→ **WHAT THE EXERCISE ASKS**:
Count the lines in the records beneath this task that contain the string "urlencoded", then give the count by itself.

________________

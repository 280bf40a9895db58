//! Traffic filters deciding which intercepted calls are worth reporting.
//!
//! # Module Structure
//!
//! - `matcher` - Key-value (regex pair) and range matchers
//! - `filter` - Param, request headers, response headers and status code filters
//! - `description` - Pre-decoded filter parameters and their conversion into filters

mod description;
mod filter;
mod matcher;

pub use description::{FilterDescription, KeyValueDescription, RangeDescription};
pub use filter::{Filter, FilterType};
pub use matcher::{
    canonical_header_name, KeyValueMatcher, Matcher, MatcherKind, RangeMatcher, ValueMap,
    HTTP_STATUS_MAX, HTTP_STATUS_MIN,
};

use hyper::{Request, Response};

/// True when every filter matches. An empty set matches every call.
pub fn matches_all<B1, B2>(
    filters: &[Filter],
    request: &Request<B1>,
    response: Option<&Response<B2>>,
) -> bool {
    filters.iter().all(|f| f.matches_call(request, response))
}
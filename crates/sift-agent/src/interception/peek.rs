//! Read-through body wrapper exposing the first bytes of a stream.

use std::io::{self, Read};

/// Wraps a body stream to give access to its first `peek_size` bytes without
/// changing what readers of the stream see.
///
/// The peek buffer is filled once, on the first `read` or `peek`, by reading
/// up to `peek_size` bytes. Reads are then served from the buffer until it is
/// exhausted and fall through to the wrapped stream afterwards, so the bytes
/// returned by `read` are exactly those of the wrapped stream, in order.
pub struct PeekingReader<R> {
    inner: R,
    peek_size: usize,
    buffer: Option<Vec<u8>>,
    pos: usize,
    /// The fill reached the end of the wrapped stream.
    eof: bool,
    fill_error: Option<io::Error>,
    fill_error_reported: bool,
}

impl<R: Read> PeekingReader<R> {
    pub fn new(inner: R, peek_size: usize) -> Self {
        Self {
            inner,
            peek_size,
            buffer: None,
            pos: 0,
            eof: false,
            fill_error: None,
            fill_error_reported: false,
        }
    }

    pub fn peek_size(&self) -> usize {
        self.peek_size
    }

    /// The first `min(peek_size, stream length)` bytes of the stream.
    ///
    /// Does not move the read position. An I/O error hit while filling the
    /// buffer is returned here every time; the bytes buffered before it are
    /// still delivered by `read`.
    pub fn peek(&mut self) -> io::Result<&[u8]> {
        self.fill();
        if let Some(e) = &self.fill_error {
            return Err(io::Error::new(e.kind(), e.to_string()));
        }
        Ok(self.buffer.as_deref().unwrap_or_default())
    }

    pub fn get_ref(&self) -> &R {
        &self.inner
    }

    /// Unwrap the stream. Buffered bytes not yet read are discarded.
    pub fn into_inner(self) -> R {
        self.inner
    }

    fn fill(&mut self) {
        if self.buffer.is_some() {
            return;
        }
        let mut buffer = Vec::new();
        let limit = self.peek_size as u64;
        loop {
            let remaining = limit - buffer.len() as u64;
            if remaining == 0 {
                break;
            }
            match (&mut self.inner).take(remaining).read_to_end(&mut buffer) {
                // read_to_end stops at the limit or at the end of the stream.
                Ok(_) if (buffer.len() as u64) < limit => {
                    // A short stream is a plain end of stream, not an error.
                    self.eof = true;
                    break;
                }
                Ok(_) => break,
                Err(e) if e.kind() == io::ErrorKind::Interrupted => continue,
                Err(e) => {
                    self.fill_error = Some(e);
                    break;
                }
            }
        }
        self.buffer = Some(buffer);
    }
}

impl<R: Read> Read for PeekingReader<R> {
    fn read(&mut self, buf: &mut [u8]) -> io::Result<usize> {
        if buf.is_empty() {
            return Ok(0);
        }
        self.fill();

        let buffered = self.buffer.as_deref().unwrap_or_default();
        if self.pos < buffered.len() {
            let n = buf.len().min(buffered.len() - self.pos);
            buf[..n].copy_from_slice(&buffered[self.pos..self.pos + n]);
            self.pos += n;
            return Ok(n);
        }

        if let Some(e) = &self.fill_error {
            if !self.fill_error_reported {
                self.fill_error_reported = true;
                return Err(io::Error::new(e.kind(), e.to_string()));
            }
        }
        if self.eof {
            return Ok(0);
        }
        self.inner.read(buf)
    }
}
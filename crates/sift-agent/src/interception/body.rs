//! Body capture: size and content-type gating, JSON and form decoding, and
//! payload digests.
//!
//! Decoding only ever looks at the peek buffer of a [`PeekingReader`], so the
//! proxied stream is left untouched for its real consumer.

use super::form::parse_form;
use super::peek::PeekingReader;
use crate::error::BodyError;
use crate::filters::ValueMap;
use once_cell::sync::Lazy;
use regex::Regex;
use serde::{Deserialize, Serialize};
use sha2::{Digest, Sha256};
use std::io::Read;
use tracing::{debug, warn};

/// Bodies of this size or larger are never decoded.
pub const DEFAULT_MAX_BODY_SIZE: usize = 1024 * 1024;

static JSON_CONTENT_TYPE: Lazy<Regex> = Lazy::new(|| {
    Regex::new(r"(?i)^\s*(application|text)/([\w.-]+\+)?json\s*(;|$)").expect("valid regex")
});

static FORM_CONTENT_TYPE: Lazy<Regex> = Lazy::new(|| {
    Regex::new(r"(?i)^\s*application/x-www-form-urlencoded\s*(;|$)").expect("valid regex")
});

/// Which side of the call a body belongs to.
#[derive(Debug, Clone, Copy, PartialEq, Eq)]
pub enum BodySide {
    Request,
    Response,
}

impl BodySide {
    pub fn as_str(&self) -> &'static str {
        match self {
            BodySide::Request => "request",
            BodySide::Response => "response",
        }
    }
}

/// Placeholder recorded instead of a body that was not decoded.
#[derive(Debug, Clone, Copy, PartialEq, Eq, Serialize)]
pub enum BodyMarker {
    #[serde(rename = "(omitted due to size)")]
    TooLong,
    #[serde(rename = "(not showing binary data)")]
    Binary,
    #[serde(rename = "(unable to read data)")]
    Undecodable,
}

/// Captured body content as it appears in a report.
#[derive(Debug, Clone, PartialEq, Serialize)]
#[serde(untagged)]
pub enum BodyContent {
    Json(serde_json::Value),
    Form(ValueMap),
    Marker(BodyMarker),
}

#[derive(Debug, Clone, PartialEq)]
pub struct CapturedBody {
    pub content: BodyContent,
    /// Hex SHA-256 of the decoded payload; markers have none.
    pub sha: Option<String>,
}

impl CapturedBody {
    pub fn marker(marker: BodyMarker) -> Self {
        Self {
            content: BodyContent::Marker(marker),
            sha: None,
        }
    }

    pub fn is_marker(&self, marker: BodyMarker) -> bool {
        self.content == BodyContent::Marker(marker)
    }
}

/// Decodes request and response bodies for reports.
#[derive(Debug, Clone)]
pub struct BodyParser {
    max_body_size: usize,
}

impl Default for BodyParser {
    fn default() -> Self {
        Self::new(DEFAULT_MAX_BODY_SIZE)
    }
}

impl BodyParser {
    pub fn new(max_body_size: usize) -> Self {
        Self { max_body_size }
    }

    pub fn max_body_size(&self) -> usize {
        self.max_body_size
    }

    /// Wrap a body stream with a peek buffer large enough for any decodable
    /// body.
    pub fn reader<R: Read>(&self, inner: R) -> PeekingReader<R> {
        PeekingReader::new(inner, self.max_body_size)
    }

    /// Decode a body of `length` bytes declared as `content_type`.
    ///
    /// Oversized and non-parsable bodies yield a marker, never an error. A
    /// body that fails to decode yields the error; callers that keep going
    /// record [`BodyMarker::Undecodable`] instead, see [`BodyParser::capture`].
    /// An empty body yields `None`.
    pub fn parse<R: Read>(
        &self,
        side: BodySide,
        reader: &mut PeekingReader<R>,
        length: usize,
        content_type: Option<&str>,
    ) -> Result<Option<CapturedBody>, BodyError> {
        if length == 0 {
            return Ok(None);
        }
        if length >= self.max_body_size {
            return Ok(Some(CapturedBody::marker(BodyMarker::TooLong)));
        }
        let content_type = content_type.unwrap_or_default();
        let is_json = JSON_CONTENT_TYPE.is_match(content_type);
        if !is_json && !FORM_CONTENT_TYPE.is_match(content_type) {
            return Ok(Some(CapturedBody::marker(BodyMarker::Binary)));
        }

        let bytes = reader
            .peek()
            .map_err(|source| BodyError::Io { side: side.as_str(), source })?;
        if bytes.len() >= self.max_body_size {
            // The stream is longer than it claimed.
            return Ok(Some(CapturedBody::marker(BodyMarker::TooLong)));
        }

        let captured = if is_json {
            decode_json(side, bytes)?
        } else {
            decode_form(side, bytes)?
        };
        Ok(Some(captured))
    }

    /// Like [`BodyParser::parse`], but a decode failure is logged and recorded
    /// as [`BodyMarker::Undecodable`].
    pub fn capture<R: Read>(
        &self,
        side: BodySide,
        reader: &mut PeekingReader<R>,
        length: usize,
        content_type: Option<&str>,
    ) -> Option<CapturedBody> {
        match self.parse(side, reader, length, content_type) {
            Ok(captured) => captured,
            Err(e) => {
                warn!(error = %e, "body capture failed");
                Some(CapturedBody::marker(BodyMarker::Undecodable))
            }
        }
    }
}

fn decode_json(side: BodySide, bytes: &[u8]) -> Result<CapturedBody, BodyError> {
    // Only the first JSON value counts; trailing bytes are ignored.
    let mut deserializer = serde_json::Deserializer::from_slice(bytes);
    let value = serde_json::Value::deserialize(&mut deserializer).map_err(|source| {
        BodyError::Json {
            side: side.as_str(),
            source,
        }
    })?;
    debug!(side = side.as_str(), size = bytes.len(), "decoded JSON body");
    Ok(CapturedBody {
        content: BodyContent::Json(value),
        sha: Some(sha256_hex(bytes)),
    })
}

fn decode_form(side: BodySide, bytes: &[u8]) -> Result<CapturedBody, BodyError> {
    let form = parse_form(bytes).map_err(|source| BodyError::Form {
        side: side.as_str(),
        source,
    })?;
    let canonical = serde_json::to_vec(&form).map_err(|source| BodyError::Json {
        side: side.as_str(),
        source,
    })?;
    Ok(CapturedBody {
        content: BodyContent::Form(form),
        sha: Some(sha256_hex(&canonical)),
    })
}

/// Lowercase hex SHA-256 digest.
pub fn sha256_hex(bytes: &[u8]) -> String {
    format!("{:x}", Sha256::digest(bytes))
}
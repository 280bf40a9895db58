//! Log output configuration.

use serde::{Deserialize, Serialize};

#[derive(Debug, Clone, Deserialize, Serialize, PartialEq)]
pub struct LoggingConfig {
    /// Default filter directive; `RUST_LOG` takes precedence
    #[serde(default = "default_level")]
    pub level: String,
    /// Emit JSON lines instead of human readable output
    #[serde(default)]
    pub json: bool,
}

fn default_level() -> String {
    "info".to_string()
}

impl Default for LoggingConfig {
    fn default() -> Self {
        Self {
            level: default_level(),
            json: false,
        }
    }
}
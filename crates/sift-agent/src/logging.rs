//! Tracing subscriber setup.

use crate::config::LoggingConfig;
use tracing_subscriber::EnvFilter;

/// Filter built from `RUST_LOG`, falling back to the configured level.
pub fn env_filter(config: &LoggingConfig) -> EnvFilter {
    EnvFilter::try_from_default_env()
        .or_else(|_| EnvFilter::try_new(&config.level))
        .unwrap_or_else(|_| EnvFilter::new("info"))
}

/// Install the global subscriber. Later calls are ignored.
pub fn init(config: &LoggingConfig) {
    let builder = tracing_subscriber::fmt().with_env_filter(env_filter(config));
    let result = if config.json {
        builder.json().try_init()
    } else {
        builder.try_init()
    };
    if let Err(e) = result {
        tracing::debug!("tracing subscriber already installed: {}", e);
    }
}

________________

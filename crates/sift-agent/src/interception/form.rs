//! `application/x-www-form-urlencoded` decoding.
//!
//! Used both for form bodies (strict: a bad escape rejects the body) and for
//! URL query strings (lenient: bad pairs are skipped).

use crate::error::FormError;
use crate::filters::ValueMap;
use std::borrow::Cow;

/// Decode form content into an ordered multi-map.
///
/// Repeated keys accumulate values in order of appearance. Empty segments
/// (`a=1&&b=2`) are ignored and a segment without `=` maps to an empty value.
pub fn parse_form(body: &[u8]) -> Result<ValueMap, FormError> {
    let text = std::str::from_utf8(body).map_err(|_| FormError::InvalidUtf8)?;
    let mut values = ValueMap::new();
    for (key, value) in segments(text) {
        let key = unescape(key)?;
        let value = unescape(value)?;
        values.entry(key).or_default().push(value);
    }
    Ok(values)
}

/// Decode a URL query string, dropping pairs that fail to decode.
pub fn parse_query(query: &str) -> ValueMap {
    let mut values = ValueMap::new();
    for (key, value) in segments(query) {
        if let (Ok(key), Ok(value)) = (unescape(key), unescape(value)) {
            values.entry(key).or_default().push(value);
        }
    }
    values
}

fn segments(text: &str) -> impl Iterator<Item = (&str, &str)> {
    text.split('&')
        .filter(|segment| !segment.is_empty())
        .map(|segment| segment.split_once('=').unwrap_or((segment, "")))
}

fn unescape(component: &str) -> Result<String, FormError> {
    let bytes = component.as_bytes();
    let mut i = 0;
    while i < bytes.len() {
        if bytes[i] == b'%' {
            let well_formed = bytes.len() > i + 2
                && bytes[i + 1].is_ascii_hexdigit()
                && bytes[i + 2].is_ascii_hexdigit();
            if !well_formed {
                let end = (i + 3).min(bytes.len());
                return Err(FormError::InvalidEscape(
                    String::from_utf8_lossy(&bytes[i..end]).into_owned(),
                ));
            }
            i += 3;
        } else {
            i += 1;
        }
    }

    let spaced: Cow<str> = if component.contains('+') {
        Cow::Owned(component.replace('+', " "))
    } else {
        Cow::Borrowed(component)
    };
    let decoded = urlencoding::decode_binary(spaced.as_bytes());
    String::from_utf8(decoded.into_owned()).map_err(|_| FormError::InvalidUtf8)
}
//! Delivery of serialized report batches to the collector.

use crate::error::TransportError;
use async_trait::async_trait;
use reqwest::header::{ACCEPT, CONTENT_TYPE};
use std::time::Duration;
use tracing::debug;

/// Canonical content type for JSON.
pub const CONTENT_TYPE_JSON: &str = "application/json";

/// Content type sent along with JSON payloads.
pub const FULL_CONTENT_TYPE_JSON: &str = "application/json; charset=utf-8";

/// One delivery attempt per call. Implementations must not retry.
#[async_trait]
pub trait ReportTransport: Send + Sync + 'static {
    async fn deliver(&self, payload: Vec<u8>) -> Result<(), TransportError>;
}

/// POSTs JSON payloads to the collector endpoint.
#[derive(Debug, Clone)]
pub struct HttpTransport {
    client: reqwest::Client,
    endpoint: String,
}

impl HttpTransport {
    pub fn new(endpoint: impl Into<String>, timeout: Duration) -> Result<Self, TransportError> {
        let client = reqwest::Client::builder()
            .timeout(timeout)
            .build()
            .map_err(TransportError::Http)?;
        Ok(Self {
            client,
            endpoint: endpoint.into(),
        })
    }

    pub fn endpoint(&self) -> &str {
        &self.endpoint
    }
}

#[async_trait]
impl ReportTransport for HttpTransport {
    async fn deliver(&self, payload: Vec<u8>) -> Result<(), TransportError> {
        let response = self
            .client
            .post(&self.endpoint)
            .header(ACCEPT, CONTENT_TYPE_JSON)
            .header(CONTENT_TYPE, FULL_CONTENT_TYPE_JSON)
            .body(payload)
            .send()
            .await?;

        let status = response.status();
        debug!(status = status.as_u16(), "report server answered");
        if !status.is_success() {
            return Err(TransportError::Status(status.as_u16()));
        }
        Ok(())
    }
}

________________

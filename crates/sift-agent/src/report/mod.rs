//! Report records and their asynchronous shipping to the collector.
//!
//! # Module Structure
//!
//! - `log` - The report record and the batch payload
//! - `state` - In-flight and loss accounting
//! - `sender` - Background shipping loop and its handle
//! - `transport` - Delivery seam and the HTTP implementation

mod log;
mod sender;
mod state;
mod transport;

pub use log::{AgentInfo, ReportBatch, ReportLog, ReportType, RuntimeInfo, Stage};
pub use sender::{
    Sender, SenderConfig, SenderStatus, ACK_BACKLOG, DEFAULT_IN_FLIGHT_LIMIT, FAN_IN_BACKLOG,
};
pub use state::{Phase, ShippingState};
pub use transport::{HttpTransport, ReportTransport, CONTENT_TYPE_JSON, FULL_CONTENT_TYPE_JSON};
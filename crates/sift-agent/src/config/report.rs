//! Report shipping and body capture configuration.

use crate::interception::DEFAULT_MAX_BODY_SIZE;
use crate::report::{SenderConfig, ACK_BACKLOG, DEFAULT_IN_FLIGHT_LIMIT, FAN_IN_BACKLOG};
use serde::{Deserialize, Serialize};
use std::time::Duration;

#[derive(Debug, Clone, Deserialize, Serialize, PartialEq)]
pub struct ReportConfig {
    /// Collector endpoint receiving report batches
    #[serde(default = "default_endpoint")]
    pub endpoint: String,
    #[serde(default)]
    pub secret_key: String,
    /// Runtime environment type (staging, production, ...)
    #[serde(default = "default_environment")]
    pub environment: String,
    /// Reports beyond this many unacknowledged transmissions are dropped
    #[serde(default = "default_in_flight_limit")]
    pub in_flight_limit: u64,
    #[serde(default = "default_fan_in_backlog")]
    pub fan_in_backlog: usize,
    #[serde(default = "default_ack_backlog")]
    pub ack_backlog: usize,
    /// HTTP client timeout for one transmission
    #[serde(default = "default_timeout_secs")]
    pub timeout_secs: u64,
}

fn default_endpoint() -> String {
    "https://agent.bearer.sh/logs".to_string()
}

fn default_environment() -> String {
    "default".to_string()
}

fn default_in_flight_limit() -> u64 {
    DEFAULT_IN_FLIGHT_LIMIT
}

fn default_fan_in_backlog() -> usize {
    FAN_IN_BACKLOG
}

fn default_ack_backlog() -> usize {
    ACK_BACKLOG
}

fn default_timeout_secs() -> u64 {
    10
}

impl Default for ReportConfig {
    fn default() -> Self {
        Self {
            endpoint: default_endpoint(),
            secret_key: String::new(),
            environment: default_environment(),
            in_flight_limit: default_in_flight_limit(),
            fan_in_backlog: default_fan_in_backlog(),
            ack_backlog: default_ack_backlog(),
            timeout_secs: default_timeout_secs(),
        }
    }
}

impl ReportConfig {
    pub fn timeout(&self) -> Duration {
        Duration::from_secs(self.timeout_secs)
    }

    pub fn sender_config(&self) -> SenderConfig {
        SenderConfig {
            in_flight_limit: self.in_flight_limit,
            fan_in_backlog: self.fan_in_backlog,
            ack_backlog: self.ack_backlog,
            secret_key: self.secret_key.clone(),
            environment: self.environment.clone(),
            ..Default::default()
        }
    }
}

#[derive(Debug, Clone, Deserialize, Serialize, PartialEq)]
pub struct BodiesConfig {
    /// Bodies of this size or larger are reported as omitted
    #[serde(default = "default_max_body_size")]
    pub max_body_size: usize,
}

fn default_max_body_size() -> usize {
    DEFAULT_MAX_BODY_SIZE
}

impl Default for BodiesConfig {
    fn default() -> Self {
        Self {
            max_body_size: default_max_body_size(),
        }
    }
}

________________

→ **TASK RESULT**:
2